Consider how much alcohol dictates your activities. Going to wine tasting after wine tasting as a nondrinker is likely to get old fast, so consider mixing up your outings with other activities as well.

“I don’t mind when people around me drink,” says Sean, “but sometimes it’s nice to hang out with my friends when they aren’t drinking.”

Sean also adds that sober hangouts are better when you don’t make a big deal of the fact that you are doing it on purpose. Like we said earlier, don’t make it weird.

Alex enjoys going to bars with her friends, but she finds that the NA options usually range from OK to downright gross. “It’s usually one that tastes so bad, I’d rather just drink water,” she says. “If ‘regular’ bars started carrying more (or, better) nonalcoholic options, socializing while sober would be a million times easier!”
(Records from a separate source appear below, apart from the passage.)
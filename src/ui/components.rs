mod resource_list;

pub use resource_list::{ResourceList, ResourceListEvent};
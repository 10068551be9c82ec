use ratatui::Frame;
use ratatui::layout::{Alignment, Constraint, Rect};
use ratatui::style::{Modifier, Style};
use ratatui::text::{Line, Span};
use ratatui::widgets::{Block, Borders, Paragraph, Wrap};

use crate::config::{GlobalAction, KeyResolver};
use crate::theme::Theme;

/// Full-screen error view. Once an error is set it replaces the dashboard.
pub fn render(frame: &mut Frame, area: Rect, message: &str, resolver: &KeyResolver, theme: &Theme) {
    let popup_area = area.centered(Constraint::Percentage(80), Constraint::Percentage(50));

    let title_style = Style::default().fg(theme.error()).add_modifier(Modifier::BOLD);
    let hint = format!(
        "Press {} to quit",
        resolver.display_global(GlobalAction::Quit)
    );

    let lines = vec![
        Line::from(""),
        Line::from(Span::styled(format!("Error: {message}"), Style::default().fg(theme.text))),
        Line::from(""),
        Line::from(Span::styled(hint, Style::default().fg(theme.muted()))),
    ];

    let block = Block::default()
        .title(" Error ")
        .title_style(title_style)
        .borders(Borders::ALL)
        .border_type(theme.border_type)
        .border_style(Style::default().fg(theme.error()))
        .style(Style::default().bg(theme.base));

    let paragraph = Paragraph::new(lines)
        .block(block)
        .alignment(Alignment::Center)
        .wrap(Wrap { trim: true });

    frame.render_widget(paragraph, popup_area);
}
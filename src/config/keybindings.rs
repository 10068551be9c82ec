use crossterm::event::KeyCode;
use serde::{Deserialize, Serialize};

use crate::config::key::{Key, KeyBinding};

#[derive(Debug, Clone, Serialize, Deserialize)]
#[serde(default)]
pub struct GlobalKeybindings {
    pub quit: KeyBinding,
    pub suspend: KeyBinding,
    pub refresh: KeyBinding,
    pub focus_next: KeyBinding,
    pub focus_prev: KeyBinding,
}

#[derive(Debug, Clone, Serialize, Deserialize)]
#[serde(default)]
pub struct NavigationKeybindings {
    pub up: KeyBinding,
    pub down: KeyBinding,
    pub page_up: KeyBinding,
    pub page_down: KeyBinding,
    pub home: KeyBinding,
    pub end: KeyBinding,
}

#[derive(Debug, Clone, Serialize, Deserialize)]
#[serde(default)]
pub struct LogKeybindings {
    pub select: KeyBinding,
    pub clear: KeyBinding,
}

#[derive(Debug, Clone, Serialize, Deserialize, Default)]
#[serde(default)]
pub struct KeybindingsConfig {
    pub global: GlobalKeybindings,
    pub navigation: NavigationKeybindings,
    pub logs: LogKeybindings,
}

impl Default for GlobalKeybindings {
    fn default() -> Self {
        Self {
            quit: Key::new(KeyCode::Char('q')).into(),
            suspend: Key::with_ctrl(KeyCode::Char('z')).into(),
            refresh: Key::new(KeyCode::Char('r')).into(),
            focus_next: Key::new(KeyCode::Tab).into(),
            focus_prev: Key::new(KeyCode::BackTab).into(),
        }
    }
}

impl Default for NavigationKeybindings {
    fn default() -> Self {
        Self {
            up: KeyBinding::multiple(vec![Key::new(KeyCode::Char('k')), Key::new(KeyCode::Up)]),
            down: KeyBinding::multiple(vec![Key::new(KeyCode::Char('j')), Key::new(KeyCode::Down)]),
            page_up: Key::new(KeyCode::PageUp).into(),
            page_down: Key::new(KeyCode::PageDown).into(),
            home: KeyBinding::multiple(vec![Key::new(KeyCode::Char('g')), Key::new(KeyCode::Home)]),
            end: KeyBinding::multiple(vec![Key::new(KeyCode::Char('G')), Key::new(KeyCode::End)]),
        }
    }
}

impl Default for LogKeybindings {
    fn default() -> Self {
        Self {
            select: Key::new(KeyCode::Enter).into(),
            clear: Key::new(KeyCode::Esc).into(),
        }
    }
}
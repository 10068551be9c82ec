use std::sync::Arc;

use async_trait::async_trait;
use color_eyre::Result;
use tokio::sync::mpsc::UnboundedSender;
use tokio_util::sync::CancellationToken;
use tracing::{debug, info, warn};

use crate::cluster::{ResourceClient, StreamTag};
use crate::commands::Command;
use crate::logs::LogSink;
use crate::message::Message;

/// Follow the logs of one pod until the stream ends or is cancelled.
///
/// Failures stay inside the worker: they are logged and end the stream, but
/// never reach the dashboard's error state.
pub struct StreamLogsCmd {
    client: Arc<dyn ResourceClient>,
    tag: StreamTag,
    tail_lines: u32,
    token: CancellationToken,
}

impl StreamLogsCmd {
    pub fn new(
        client: Arc<dyn ResourceClient>,
        tag: StreamTag,
        tail_lines: u32,
        token: CancellationToken,
    ) -> Self {
        Self {
            client,
            tag,
            tail_lines,
            token,
        }
    }

    #[cfg(test)]
    pub const fn token(&self) -> &CancellationToken {
        &self.token
    }
}

#[async_trait]
impl Command for StreamLogsCmd {
    fn name(&self) -> String {
        format!("Streaming logs of {}", self.tag.pod)
    }

    async fn execute(self: Box<Self>, message_tx: UnboundedSender<Message>) -> Result<()> {
        let sink = LogSink::new(&self.tag, &self.token, &message_tx);
        info!(tag = %self.tag, tail_lines = self.tail_lines, "Log stream started");

        let result = tokio::select! {
            () = self.token.cancelled() => {
                debug!(tag = %self.tag, "Log stream cancelled");
                return Ok(());
            }
            result = self.client.stream_logs(&self.tag.pod, self.tail_lines, true, &sink) => result,
        };

        match result {
            Ok(outcome) => info!(tag = %self.tag, ?outcome, "Log stream finished"),
            Err(err) => warn!(tag = %self.tag, error = ?err, "Log stream aborted"),
        }
        Ok(())
    }
}

#[cfg(test)]
mod tests {
    use tokio::sync::mpsc;

    use super::*;
    use crate::commands::testing::FakeClient;

    #[tokio::test]
    async fn test_streams_tagged_lines() {
        let client = Arc::new(FakeClient {
            logs: Some("starting\nready\n".to_string()),
            ..FakeClient::default()
        });
        let tag = StreamTag::new("my-pod", 3);
        let cmd = StreamLogsCmd::new(client, tag.clone(), 100, CancellationToken::new());

        let (tx, mut rx) = mpsc::unbounded_channel();
        crate::commands::spawn(Box::new(cmd), tx).await.unwrap();

        let mut lines = Vec::new();
        while let Some(message) = rx.recv().await {
            match message {
                Message::LogLine { tag: line_tag, line } => {
                    assert_eq!(line_tag, tag);
                    lines.push(line);
                }
                other => panic!("unexpected message: {other:?}"),
            }
        }
        assert_eq!(lines, ["starting\n", "ready\n"]);
    }

    #[tokio::test]
    async fn test_follows_with_configured_tail() {
        let client = Arc::new(FakeClient {
            logs: Some(String::new()),
            ..FakeClient::default()
        });
        let tag = StreamTag::new("my-pod", 1);
        let cmd = StreamLogsCmd::new(client.clone(), tag, 250, CancellationToken::new());

        let (tx, _rx) = mpsc::unbounded_channel();
        crate::commands::spawn(Box::new(cmd), tx).await.unwrap();

        assert_eq!(client.stream_requests(), [("my-pod".to_string(), 250, true)]);
    }

    #[tokio::test]
    async fn test_open_failure_is_silent() {
        let client = Arc::new(FakeClient::default());
        let cmd = StreamLogsCmd::new(client, StreamTag::new("gone", 1), 100, CancellationToken::new());

        let (tx, mut rx) = mpsc::unbounded_channel();
        crate::commands::spawn(Box::new(cmd), tx).await.unwrap();

        assert!(rx.recv().await.is_none());
    }

    #[tokio::test]
    async fn test_cancelled_before_start_emits_nothing() {
        let client = Arc::new(FakeClient {
            logs: Some("late\n".to_string()),
            ..FakeClient::default()
        });
        let token = CancellationToken::new();
        token.cancel();
        let cmd = StreamLogsCmd::new(client, StreamTag::new("my-pod", 1), 100, token);

        let (tx, mut rx) = mpsc::unbounded_channel();
        crate::commands::spawn(Box::new(cmd), tx).await.unwrap();

        assert!(rx.recv().await.is_none());
    }
}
But for some recovering alcoholics, these NA substitutes, even outside of bar and club settings, are too triggering. “Nonalcoholic beer and cocktails are an unnecessary risk,” says Sean. “The culture around it can be dangerously close to craft beer or cocktail culture too.”

Point being: No two nondrinkers are going to be exactly the same. Always ask, rather than assume, what your sober friends are interested in and comfortable drinking.

Even if your nondrinking friends have told you they don’t mind being around people who are drinking, they might not want to hear you reminisce about the time you won a drinking contest. Fetishistic talk about drinks and drinking, or excessive drunkenness, can be annoying to witness or worse, distressing, for someone who’s in recovery.

It’s a matter of putting yourself in their shoes to consider to how your words and actions might affect them. If they tell you outright something is making them uncomfortable, simply apologize and change subjects.

Remember your basic manners. If a close friend is comfortable talking about their history with substances, that’s one thing. But we beg of you, don’t ask a casual acquaintance personal questions after they share that they’re in recovery.

Alex urges people to especially avoid asking nondrinkers about their rock bottoms or wild stories. “This information is none of your business. If I want to share it with someone, I will, but otherwise, asking questions like that is presumptuous and tactless.”

If you’re doing a dry January or skipping booze as part of a health regimen, don’t automatically assume that you know what a person in recovery is experiencing.

In fact, Michael Cartwright, Co-Founder and Chairman of the Board of American Addiction Centers, cautions that the “sober curious” label — a recent wellness trend — may come off as dismissive or even disrespectful to those overcoming addiction.

“If someone chooses to not drink to support a healthier lifestyle, I think that’s a great thing. But why call that ‘sobriety’ when you are not dealing with a disease?” he says. “For about 8 percent of the population with the brain disease of addiction, sobriety is part of a life-long recovery journey.”

Keep in mind that for people who have an alcohol use disorder, abstaining from alcohol can be incredibly difficult — even if they’ve been sober for years.

“Sobriety is not something to be taken lightly and we should be careful not to diminish its significance,” says Cartwight.